Roundtable discussion with rectors of leading Moscow universities

On 10 December, on the initiative of the DAAD and the DFG, German research organisations in Moscow invited the rectors of leading universities to a roundtable discussion to debate current developments in the Russian university and research system. The main topic of the discussion was the impact of Russian university reform on bilateral cooperation with Germany.

Under the umbrella of the German House for Research and Innovation (DWIH), representatives of the Alexander von Humboldt Foundation, the German Academic Exchange Service, the German Research Foundation, the German Historical Institute and the German Embassy received the rectors of 12 Moscow universities. These included the Lomonosov Moscow State University, seven new National Research Universities and full universities with a traditional subject profile as well as technical, medical and legal universities.

  • Bauman Moscow State Technical University (MSTU)

  • Higher School of Economics (HSE)

  • Lomonosov Moscow State University (MSU)

  • Moscow Aviation Institute (MAI)

  • Moscow Power Engineering Institute (MPEI)

  • Moscow State Institute International Relations of Russia (MGIMO)

  • Moscow State Law Academy (MSLA)

  • National Research Nuclear University MEPHI (NRNU MEPHI)

  • National University of Science and Technology MISIS (NUST MISIS)

  • Peoples’ Friendship University of Russia (PFUR)

  • Russian State Medical University (RSMU)

  • Russian State University for the Humanities (RSUH)

Since 2006, the restructuring of the Russian university and research system has led to the creation of an elite network of seven Federal Universities and 27 National Research Universities, in the Russian equivalent of Germany's Excellence Initiative. Over the next five years, universities of this new type will receive 1 billion roubles (about €125 million) each per year to boost research and promote the formation of regional clusters.

In addition to the massive expansion of infrastructure at selected sites, there will be grants for individual researchers. In the first round of mega-grants awarded in the autumn, 40 out of 507 proposals were accepted. The researchers - some of them of high international standing - who received the sum of US$ 5 million for a period of three years to research and teach at a Russian university included seven German nationals. The Russian Ministry of Education and Science (MON) announced a second round of applications in March 2011. In addition, around €700 million is to be made available over the next three years for joint high-tech research between universities and industry.

Links: Karsten Heinz (Leiter des Referats Wissenschaft und Bildung, Deutsche Botschaft), Thomas Göbel (Leiter der Kulturabteilung, Deutsche Botschaft)

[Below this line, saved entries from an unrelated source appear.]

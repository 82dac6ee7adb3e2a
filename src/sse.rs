//! Server-sent-events decoder for assistant reply streams.
//!
//! The provider frames events as `data:` lines terminated by blank lines,
//! with JSON payloads that vary in field spelling across server versions.
//! The decoder is a pull parser feeding a small per-event state machine: it
//! tracks the most recent message id, accumulates visible streaming chunks
//! as fallback content, and returns as soon as a completion event is seen.
//! Malformed JSON drops to regex heuristics for that event only.

use once_cell::sync::Lazy;
use regex::Regex;
use serde_json::Value;
use tokio_util::sync::CancellationToken;

use futures::StreamExt;

use crate::error::{DispatchError, Result};
use crate::http::ByteStream;

/// Statuses that mark the assistant reply as finished.
const COMPLETION_STATUSES: [&str; 6] = [
    "FINAL_ANSWER",
    "SUCCESS",
    "R20000",
    "DONE",
    "COMPLETED",
    "COMPLETE",
];

/// Statuses that mark the reply as failed.
const FAILURE_STATUSES: [&str; 3] = ["FAIL", "FAILED", "ERROR"];

static GUID_RE: Lazy<Regex> =
    Lazy::new(|| Regex::new(r#""guid"\s*:\s*"([^"]+)""#).expect("guid regex"));

/// Result of decoding one assistant stream.
#[derive(Debug, Clone, PartialEq, Eq)]
pub struct StreamOutcome {
    /// Message id the stream reported (used for follow-up polling).
    pub response_id: String,
    /// Assistant text accumulated from visible streaming chunks; used when
    /// the follow-up poll returns an empty payload.
    pub fallback_content: String,
}

/// Message id from any of the spellings the server uses.
pub(crate) fn extract_message_id(value: &Value) -> Option<String> {
    for key in [
        "guid",
        "id",
        "message_guid",
        "messageGuid",
        "response_guid",
        "responseGuid",
    ] {
        if let Some(id) = value.get(key).and_then(Value::as_str) {
            if !id.is_empty() {
                return Some(id.to_string());
            }
        }
    }
    None
}

/// Event status, uppercased, from direct keys or the nested
/// `processing_content[].event_status` shape.
pub(crate) fn extract_status(value: &Value) -> Option<String> {
    for key in [
        "event_status",
        "eventStatus",
        "status",
        "response_code",
        "responseCode",
    ] {
        if let Some(status) = value.get(key).and_then(Value::as_str) {
            if !status.is_empty() {
                return Some(status.to_uppercase());
            }
        }
    }

    if let Some(items) = value.get("processing_content").and_then(Value::as_array) {
        for item in items {
            if let Some(status) = item.get("event_status").and_then(Value::as_str) {
                if !status.is_empty() {
                    return Some(status.to_uppercase());
                }
            }
        }
    }

    None
}

/// Explicit response code, when present.
pub(crate) fn extract_response_code(value: &Value) -> Option<String> {
    for key in ["response_code", "responseCode"] {
        if let Some(code) = value.get(key).and_then(Value::as_str) {
            if !code.is_empty() {
                return Some(code.to_uppercase());
            }
        }
    }
    None
}

pub(crate) fn extract_content(value: &Value) -> Option<&str> {
    value
        .get("content")
        .and_then(Value::as_str)
        .filter(|content| !content.is_empty())
}

pub(crate) fn is_completion_status(status: &str) -> bool {
    COMPLETION_STATUSES.contains(&status)
}

/// Terminal failure: a textual failure status or an `R5xxxx` code.
pub(crate) fn is_failure_status(status: &str) -> bool {
    FAILURE_STATUSES.contains(&status)
        || (status.starts_with("R5") && status.len() >= 3 && status[1..].chars().all(|c| c.is_ascii_digit()))
}

/// Incremental `data:` frame parser. Bytes go in, complete event payloads
/// come out; lines only split on `\n`, so multi-byte UTF-8 sequences are
/// never cut.
#[derive(Default)]
struct EventParser {
    buffer: Vec<u8>,
    data_lines: Vec<String>,
}

impl EventParser {
    fn push(&mut self, chunk: &[u8]) -> Vec<String> {
        self.buffer.extend_from_slice(chunk);
        let mut events = Vec::new();

        while let Some(newline) = self.buffer.iter().position(|&b| b == b'\n') {
            let raw: Vec<u8> = self.buffer.drain(..=newline).collect();
            let mut line = String::from_utf8_lossy(&raw[..raw.len() - 1]).into_owned();
            if line.ends_with('\r') {
                line.pop();
            }

            if line.is_empty() {
                if !self.data_lines.is_empty() {
                    events.push(self.data_lines.join("\n"));
                    self.data_lines.clear();
                }
            } else if let Some(value) = line.strip_prefix("data:") {
                self.data_lines.push(value.trim_start().to_string());
            }
            // Other SSE fields (event:, id:, retry:, comments) are ignored.
        }

        events
    }

    /// Flush a trailing event that was never terminated by a blank line.
    fn finish(&mut self) -> Option<String> {
        if !self.buffer.is_empty() {
            let mut line = String::from_utf8_lossy(&self.buffer).into_owned();
            self.buffer.clear();
            if line.ends_with('\r') {
                line.pop();
            }
            if let Some(value) = line.strip_prefix("data:") {
                self.data_lines.push(value.trim_start().to_string());
            }
        }
        if self.data_lines.is_empty() {
            None
        } else {
            let event = self.data_lines.join("\n");
            self.data_lines.clear();
            Some(event)
        }
    }
}

struct DecodeState {
    seen_id: Option<String>,
    fallback: String,
}

impl DecodeState {
    fn outcome(&self) -> Option<StreamOutcome> {
        self.seen_id.as_ref().map(|id| StreamOutcome {
            response_id: id.clone(),
            fallback_content: self.fallback.clone(),
        })
    }
}

/// Process one event; returns the final outcome when the event carries a
/// completion signal and an id is known.
fn process_event(data: &str, state: &mut DecodeState) -> Option<StreamOutcome> {
    match serde_json::from_str::<Value>(data) {
        Ok(value) => {
            if let Some(id) = extract_message_id(&value) {
                state.seen_id = Some(id);
            }

            let code = extract_response_code(&value);
            let status = extract_status(&value);

            if let Some(content) = extract_content(&value) {
                // A response-code-bearing event is a control frame, not a
                // visible chunk.
                if code.is_none()
                    && matches!(status.as_deref(), Some("CHUNK") | Some("STREAM"))
                {
                    state.fallback.push_str(content);
                }
            }

            if status.as_deref().is_some_and(is_completion_status) {
                return state.outcome();
            }
            None
        }
        Err(_) => {
            // Heuristic path for truncated or invalid JSON.
            if state.seen_id.is_none() {
                if let Some(caps) = GUID_RE.captures(data) {
                    state.seen_id = Some(caps[1].to_string());
                }
            }
            if COMPLETION_STATUSES.iter().any(|s| data.contains(s)) {
                return state.outcome();
            }
            None
        }
    }
}

/// Decode an assistant event stream down to `(response id, fallback text)`.
///
/// Returns as soon as the first completion event is seen. A stream that
/// ends early still resolves if any id was observed; otherwise the call
/// fails with [`DispatchError::StreamMissingId`]. Firing `cancel` aborts
/// the read and surfaces a cancellation error.
pub async fn decode_assistant_stream(
    mut stream: ByteStream,
    cancel: &CancellationToken,
) -> Result<StreamOutcome> {
    let mut parser = EventParser::default();
    let mut state = DecodeState {
        seen_id: None,
        fallback: String::new(),
    };
    let mut stream_error: Option<DispatchError> = None;

    loop {
        let next = tokio::select! {
            _ = cancel.cancelled() => {
                return Err(DispatchError::Cancelled("assistant stream aborted".into()));
            }
            next = stream.next() => next,
        };

        match next {
            Some(Ok(bytes)) => {
                for event in parser.push(&bytes) {
                    if let Some(outcome) = process_event(&event, &mut state) {
                        return Ok(outcome);
                    }
                }
            }
            Some(Err(error)) => {
                tracing::warn!(error = %error, "Assistant stream broke mid-read");
                stream_error = Some(error);
                break;
            }
            None => break,
        }
    }

    if let Some(event) = parser.finish() {
        if let Some(outcome) = process_event(&event, &mut state) {
            return Ok(outcome);
        }
    }

    match state.outcome() {
        Some(outcome) => Ok(outcome),
        None => Err(stream_error.unwrap_or(DispatchError::StreamMissingId)),
    }
}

Left: Karsten Heinz (director of research and education unit, German Embassy), Thomas Göbel (director of cultural department, German Embassy). Centre: Tatiana Yudina (AvH), Gregor Berghorn (DAAD), Jörn Achterberg (DFG), Alix Landgrebe (DWIH), Christian Schaich (DFG). Right: Per Brodersen (AvH), Nikolaus Katzer (DHI)


The goal of the roundtable discussion was to discuss the profile, structure and responsibilities of the new elite universities as well as the future of the other universities which were not successful in this competitive process. The group discussed the fundamental orientation of research activities and key research topics from a national and international perspective. One key question was what German universities and research institutions should expect in terms of long-term relations with their Russian partners and the effects of this for German research funding organisations. A similar discussion will be held next March with university representatives in St. Petersburg.